Dean met her husband because her email address struck him as intriguing.
“The way I met my husband was because my email was ‘harleysandhamlet,’and so he was like, ‘Really? Who is this person who rides a motorcycle, or likes motorcycles, and does Shakespeare?’ ” Dean said.
“So that was kind of cute.”
Dean was diagnosed with Myelodysplastic Syndrome, otherwise known as MDS, on March 20, 2020. MDS is an often unrecognized and under-diagnosed group of bone marrow failure disorders in which the human body is unable to make enough healthy blood cells in the bone marrow. It is extremely rare, and fewer than 200,000 cases are reported in the U.S. each year.
Dean is currently waiting on the test results of a lung biopsy and a bone marrow biopsy.
“I have infections in my lungs and on my heart,” Dean said. “But when they did a new test on the heart,
even though it’s still there, the cardiologist approved me for a transplant, but the infections in my lungs are stopping me.”

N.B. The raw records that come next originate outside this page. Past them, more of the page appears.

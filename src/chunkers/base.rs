//! Base trait for all chunkers.

use lazy_static::lazy_static;
use regex::Regex;

use crate::enrichment::DependencyAnalyzer;
use crate::processing::Language;
use crate::types::{ChunkingResult, CodeChunk, DependencyRelation};

/// The core trait that all chunkers must implement.
///
/// A chunker splits one file into chunks. It never fails outward: problems
/// are reported through the returned [`ChunkingResult`].
pub trait Chunker: Send + Sync {
    /// Get the name of this chunker.
    fn name(&self) -> &'static str;

    /// Check if this chunker handles the given language.
    fn supports_language(&self, language: Language) -> bool;

    /// Chunk the given content.
    ///
    /// # Arguments
    /// * `content` - Full file content, already read by the caller
    /// * `file_path` - Originating path, recorded on every chunk
    fn chunk_code(&self, content: &str, file_path: &str) -> ChunkingResult;

    /// Infer dependency edges between chunks. Pure function of `chunks`.
    fn analyze_dependencies(&self, chunks: &[CodeChunk]) -> Vec<DependencyRelation> {
        DependencyAnalyzer::analyze(chunks)
    }

    /// Heuristic complexity of a piece of code.
    fn complexity_score(&self, content: &str) -> f64 {
        complexity_score(content)
    }

    /// Get the description of this chunker.
    fn description(&self) -> &'static str {
        "A source code chunker"
    }
}

lazy_static! {
    static ref COMPLEXITY_PATTERNS: Vec<(Regex, f64)> = vec![
        (Regex::new(r"\b(if|elif|else|case|switch|match)\b").unwrap(), 1.0),
        (Regex::new(r"\b(try|except|catch|finally)\b").unwrap(), 1.2),
        (Regex::new(r"\b(for|while)\b").unwrap(), 1.5),
        (Regex::new(r"\b(def|class|function)\b").unwrap(), 2.0),
    ];
}

/// Non-blank line count plus weighted keyword occurrences.
///
/// Weights are tuning constants; only the relative ordering is meaningful.
pub fn complexity_score(content: &str) -> f64 {
    let lines = content.lines().filter(|l| !l.trim().is_empty()).count() as f64;
    COMPLEXITY_PATTERNS
        .iter()
        .fold(lines, |score, (pattern, weight)| {
            score + pattern.find_iter(content).count() as f64 * weight
        })
}
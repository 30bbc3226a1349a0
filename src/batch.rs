//! Batch processing across many files.
//!
//! Files are chunked on the blocking pool, `concurrency` at a time. Each
//! call hands its [`StatsDelta`] to a single aggregator task, which folds
//! them and records the total in the router once the batch is done.

use std::sync::Arc;

use anyhow::{Context, Result};
use chrono::{DateTime, Utc};
use futures::future::join_all;
use serde::{Deserialize, Serialize};
use tokio::sync::mpsc;
use tracing::{info, warn};

use crate::router::{ChunkingRouter, StatsDelta};
use crate::types::{ChunkingResult, SourceFile};

/// Outcome for one file of a batch.
#[derive(Debug, Clone, Serialize, Deserialize)]
pub struct FileReport {
    pub file_path: String,
    pub result: ChunkingResult,
}

/// Result of batch processing.
#[derive(Debug, Clone, Serialize, Deserialize)]
pub struct BatchReport {
    pub started_at: DateTime<Utc>,
    pub finished_at: DateTime<Utc>,
    pub total_files: usize,
    pub total_chunks: usize,
    /// Files that ended up in a fallback chunker
    pub fallback_files: usize,
    /// Per-file results, in input order
    pub files: Vec<FileReport>,
}

/// Batch processor for chunking many files concurrently.
pub struct BatchProcessor {
    router: Arc<ChunkingRouter>,
    concurrency: usize,
}

impl BatchProcessor {
    /// Create a new batch processor.
    pub fn new(router: Arc<ChunkingRouter>, concurrency: usize) -> Self {
        Self {
            router,
            concurrency: concurrency.max(1),
        }
    }

    /// Create a batch processor using the router's configured concurrency.
    pub fn from_router(router: Arc<ChunkingRouter>) -> Self {
        let concurrency = router.config().batch_concurrency;
        Self::new(router, concurrency)
    }

    pub fn concurrency(&self) -> usize {
        self.concurrency
    }

    /// Chunk every file and fold the statistics into the router.
    pub async fn process_files(&self, files: Vec<SourceFile>) -> Result<BatchReport> {
        let started_at = Utc::now();
        let total_files = files.len();
        info!(total_files, concurrency = self.concurrency, "Starting batch processing");

        let (sender, mut receiver) = mpsc::channel::<StatsDelta>(self.concurrency * 2);
        let router = Arc::clone(&self.router);
        let aggregator = tokio::spawn(async move {
            let mut total = StatsDelta::default();
            while let Some(delta) = receiver.recv().await {
                total += delta;
            }
            router.record(total);
            total
        });

        let mut reports = Vec::with_capacity(total_files);
        for batch in files.chunks(self.concurrency) {
            let handles: Vec<_> = batch
                .iter()
                .cloned()
                .map(|file| {
                    let router = Arc::clone(&self.router);
                    let sender = sender.clone();
                    tokio::task::spawn_blocking(move || {
                        let (result, delta) = router.chunk_file(&file.file_path, &file.content);
                        if sender.blocking_send(delta).is_err() {
                            warn!(file_path = %file.file_path, "Stats aggregator gone, delta dropped");
                        }
                        FileReport {
                            file_path: file.file_path,
                            result,
                        }
                    })
                })
                .collect();

            for outcome in join_all(handles).await {
                reports.push(outcome.context("chunking task failed")?);
            }
        }

        drop(sender);
        let totals = aggregator.await.context("stats aggregator failed")?;

        let report = BatchReport {
            started_at,
            finished_at: Utc::now(),
            total_files,
            total_chunks: totals.chunks_created as usize,
            fallback_files: totals.fallback_count as usize,
            files: reports,
        };

        info!(
            files = report.total_files,
            chunks = report.total_chunks,
            fallbacks = report.fallback_files,
            "Batch processing complete"
        );

        Ok(report)
    }
}

#[cfg(test)]
mod tests {
    use super::*;
    use crate::types::{ChunkingConfig, ProcessingMethod};

    fn processor(concurrency: usize) -> BatchProcessor {
        BatchProcessor::new(Arc::new(ChunkingRouter::default()), concurrency)
    }

    fn files() -> Vec<SourceFile> {
        vec![
            SourceFile::new("a.py", "def a():\n    return 1\n"),
            SourceFile::new("b.js", "function b() {\n  return 2;\n}\n"),
            SourceFile::new("c.xyz", "opaque\n"),
            SourceFile::new("d.py", "def broken(:\n    pass\n"),
        ]
    }

    #[tokio::test]
    async fn test_results_keep_input_order() {
        let report = processor(3).process_files(files()).await.unwrap();

        let paths: Vec<_> = report.files.iter().map(|f| f.file_path.as_str()).collect();
        assert_eq!(paths, vec!["a.py", "b.js", "c.xyz", "d.py"]);
        assert_eq!(report.total_files, 4);
        assert!(report.finished_at >= report.started_at);

        let methods: Vec<_> = report
            .files
            .iter()
            .map(|f| f.result.processing_method)
            .collect();
        assert_eq!(
            methods,
            vec![
                ProcessingMethod::Structural,
                ProcessingMethod::Structural,
                ProcessingMethod::SizeFallback,
                ProcessingMethod::LineFallback,
            ]
        );
        assert_eq!(report.fallback_files, 2);
    }

    #[tokio::test]
    async fn test_stats_are_folded_into_router() {
        let router = Arc::new(ChunkingRouter::new(&ChunkingConfig::default()));
        let processor = BatchProcessor::from_router(Arc::clone(&router));
        let report = processor.process_files(files()).await.unwrap();

        let stats = router.stats();
        assert_eq!(stats.files_processed, 4);
        assert_eq!(stats.chunks_created as usize, report.total_chunks);
        let chunk_sum: usize = report.files.iter().map(|f| f.result.total_chunks).sum();
        assert_eq!(chunk_sum, report.total_chunks);
    }

    #[tokio::test]
    async fn test_empty_batch() {
        let report = processor(2).process_files(Vec::new()).await.unwrap();
        assert_eq!(report.total_files, 0);
        assert_eq!(report.total_chunks, 0);
        assert!(report.files.is_empty());
    }

    #[test]
    fn test_concurrency_floor() {
        assert_eq!(processor(0).concurrency(), 1);
    }
}
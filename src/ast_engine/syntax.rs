//! Language-agnostic syntax tree.
//!
//! Grammar adapters lower tree-sitter trees into these nodes so the
//! splitting passes never look at grammar-specific node kinds.

use crate::processing::Language;

/// Role of a node, independent of the grammar it came from.
#[derive(Debug, Clone, Copy, PartialEq, Eq, Hash)]
pub enum NodeKind {
    /// Root of the file
    Module,
    Import,
    /// Top-level simple assignment or declaration
    Assignment,
    /// Documentation string or leading doc comment
    DocString,
    Class,
    Function,
    Decorator,
    /// A name being read
    Identifier,
    /// A name being bound (assignment target, parameter, import alias)
    Binding,
    /// `owner.attr` access
    Attribute,
    Call,
    Comment,
    /// Body of a class or function
    Block,
    Other,
}

impl NodeKind {
    /// Whether nodes of this kind can become their own chunk.
    pub fn is_definition(&self) -> bool {
        matches!(self, NodeKind::Class | NodeKind::Function)
    }
}

/// Byte and line extent of a node. Lines are 1-based and inclusive.
#[derive(Debug, Clone, Copy, PartialEq, Eq)]
pub struct Span {
    pub start_byte: usize,
    pub end_byte: usize,
    pub start_line: usize,
    pub end_line: usize,
}

/// Facts an adapter extracts for specific node kinds.
#[derive(Debug, Clone, Default, PartialEq)]
pub struct NodeDetails {
    /// Base classes of a class
    pub bases: Vec<String>,
    /// Names bound by an import or assignment
    pub bound_names: Vec<String>,
    /// Parameter count of a function
    pub parameter_count: Option<usize>,
    pub is_async: bool,
    /// Decorator expressions, without the leading `@`
    pub decorators: Vec<String>,
}

/// One node of the lowered tree. Only named grammar nodes are kept.
#[derive(Debug, Clone)]
pub struct SyntaxNode {
    pub kind: NodeKind,
    /// Grammar node kind this was lowered from
    pub grammar_kind: &'static str,
    /// Declared name for classes and functions, text for identifiers,
    /// `owner.attr` for attributes, callee for calls
    pub name: Option<String>,
    pub span: Span,
    pub children: Vec<SyntaxNode>,
    pub details: NodeDetails,
}

impl SyntaxNode {
    /// The body block of a class or function.
    pub fn body(&self) -> Option<&SyntaxNode> {
        self.children.iter().find(|c| c.kind == NodeKind::Block)
    }

    /// Classes and functions declared directly in this node's body.
    pub fn members(&self) -> impl Iterator<Item = &SyntaxNode> {
        self.body()
            .into_iter()
            .flat_map(|body| body.children.iter())
            .filter(|c| c.kind.is_definition())
    }

    /// Depth-first pre-order traversal.
    pub fn walk(&self) -> Walk<'_> {
        Walk { stack: vec![self] }
    }
}

/// Iterator returned by [`SyntaxNode::walk`].
pub struct Walk<'a> {
    stack: Vec<&'a SyntaxNode>,
}

impl<'a> Iterator for Walk<'a> {
    type Item = &'a SyntaxNode;

    fn next(&mut self) -> Option<Self::Item> {
        let node = self.stack.pop()?;
        self.stack.extend(node.children.iter().rev());
        Some(node)
    }
}

/// A successfully parsed file.
#[derive(Debug, Clone)]
pub struct SyntaxTree {
    pub language: Language,
    pub root: SyntaxNode,
    /// Total line count of the source
    pub line_count: usize,
}

impl SyntaxTree {
    /// Top-level statements of the file.
    pub fn top_level(&self) -> &[SyntaxNode] {
        &self.root.children
    }
}

#[cfg(test)]
pub(crate) mod test_support {
    use super::*;

    pub fn node(kind: NodeKind, name: Option<&str>, lines: (usize, usize)) -> SyntaxNode {
        SyntaxNode {
            kind,
            grammar_kind: "test",
            name: name.map(String::from),
            span: Span {
                start_byte: 0,
                end_byte: 0,
                start_line: lines.0,
                end_line: lines.1,
            },
            children: Vec::new(),
            details: NodeDetails::default(),
        }
    }
}

#[cfg(test)]
mod tests {
    use super::test_support::node;
    use super::*;

    #[test]
    fn test_members_come_from_body() {
        let mut body = node(NodeKind::Block, None, (2, 9));
        body.children = vec![
            node(NodeKind::Other, None, (2, 2)),
            node(NodeKind::Function, Some("a"), (3, 5)),
            node(NodeKind::Class, Some("Inner"), (6, 9)),
        ];
        let mut class = node(NodeKind::Class, Some("Outer"), (1, 9));
        class.children = vec![node(NodeKind::Identifier, Some("Base"), (1, 1)), body];

        let names: Vec<_> = class.members().filter_map(|m| m.name.as_deref()).collect();
        assert_eq!(names, vec!["a", "Inner"]);
    }

    #[test]
    fn test_walk_is_preorder() {
        let mut call = node(NodeKind::Call, Some("f"), (1, 1));
        call.children = vec![node(NodeKind::Identifier, Some("f"), (1, 1))];
        let mut root = node(NodeKind::Module, None, (1, 2));
        root.children = vec![call, node(NodeKind::Identifier, Some("x"), (2, 2))];

        let kinds: Vec<_> = root.walk().map(|n| n.kind).collect();
        assert_eq!(
            kinds,
            vec![NodeKind::Module, NodeKind::Call, NodeKind::Identifier, NodeKind::Identifier]
        );
    }
}
//! Error types for voice command dispatch.

use thiserror::Error;

/// Why an utterance did not produce a command. Never fatal to the router.
#[derive(Debug, Clone, PartialEq, Eq, Error)]
pub enum DispatchError {
    #[error("unrecognized command: {template_id}")]
    UnrecognizedCommand { template_id: String },

    #[error("template '{template_id}' expects {expected} captures, got {got}")]
    CaptureMismatch {
        template_id: String,
        expected: usize,
        got: usize,
    },

    #[error("template '{template_id}' got a blank {slot}")]
    EmptyCapture { template_id: String, slot: String },
}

The infections on her lungs are bacterial infections she’s been fighting since October 2020. Doctors took her off chemotherapy treatment on Jan. 3 because it could interfere with treatment for her lung infections.
“This month will be one
year for the cancer,” Dean said. “At that point, they had told me that without treatment, I only had eight months to live.”
Dean has been without cancer treatment for more than six weeks. She still manages to keep her spirits up. In fact, she said cancer treatment has not been as rough on her body as it has others.
“I’ve had no problems at all with the cancer treatment,” Dean said. “Zero. I mean, (I am) not even nauseous, nothing. I’ve not been nauseous for cancer treatments. The very first day that I went in for my treatment, they gave me a prescription and said, ‘You need to get this filled today, because you’re likely to get nauseated.’ That prescription is still sitting in there today. I’ m very grateful for that.”
Dean has to avoid certain things because of her treatments, which includes outdoor foliage.
“In the summertime, I would just sit outside, I just had to wear a mask when I was outside because I can’t be around trees, and I can’t be around live plants,” Dean said. “My husband got ready to order me flowers for Valentine’s Day, and went, ‘Oh, I can’t do that. She can’t have the flowers.’”
The only thing Dean wants more than being able to be around flowers again is to eat a certain fast-food item.
“I’ m looking forward to having my flowers again and a Subway sandwich,” Dean said. “I know that’s kind of crazy, but I’m easy to please.”
Dean has had to deal with COVID-19 precautions while undergoing cancer treatment. It has cost her
time with her family.
“For a really, really,
really long time, I wasn’t allowed to have any company, any of my relatives – nothing,” Dean said. “That was really heartbreaking. Christmastime was the first time I’d seen my son and my two oldest grandsons and my brother since August, because I was on really strict restrictions because of my immune system being so low. Even then, I had to just see them one person at a time. We couldn’t get together as a big family. I had to see each person individually.”
Dean has begun making up for lost time by writing journals for her grandchildren. She wants them to be able to read about the biggest stories of her life, and everything that has happened to her in between. Cancer gave her one gift – the perspective of being thankful for what she has and what is has yet to come.
“I made each grandson a separate journal so that they will know about my childhood, to teenage years, to adulthood,” Dean said. “I put pictures in there of what our old tables look like, and I put pictures in there of my very first furniture as an adult, and I put some pictures in there of my travels by motorcycle, because I did motorcycle across several states by myself. So, the journals have been really helpful and really nice.”
Dean is thankful for her friends and her family, and she is thankful to be nominated for Citizen of the Week.
“This is a big honor, and it’s very exciting to hear that,” Dean said. “I’m very surprised, very honored and very excited. I just want to say thank you to whoever nominated me.”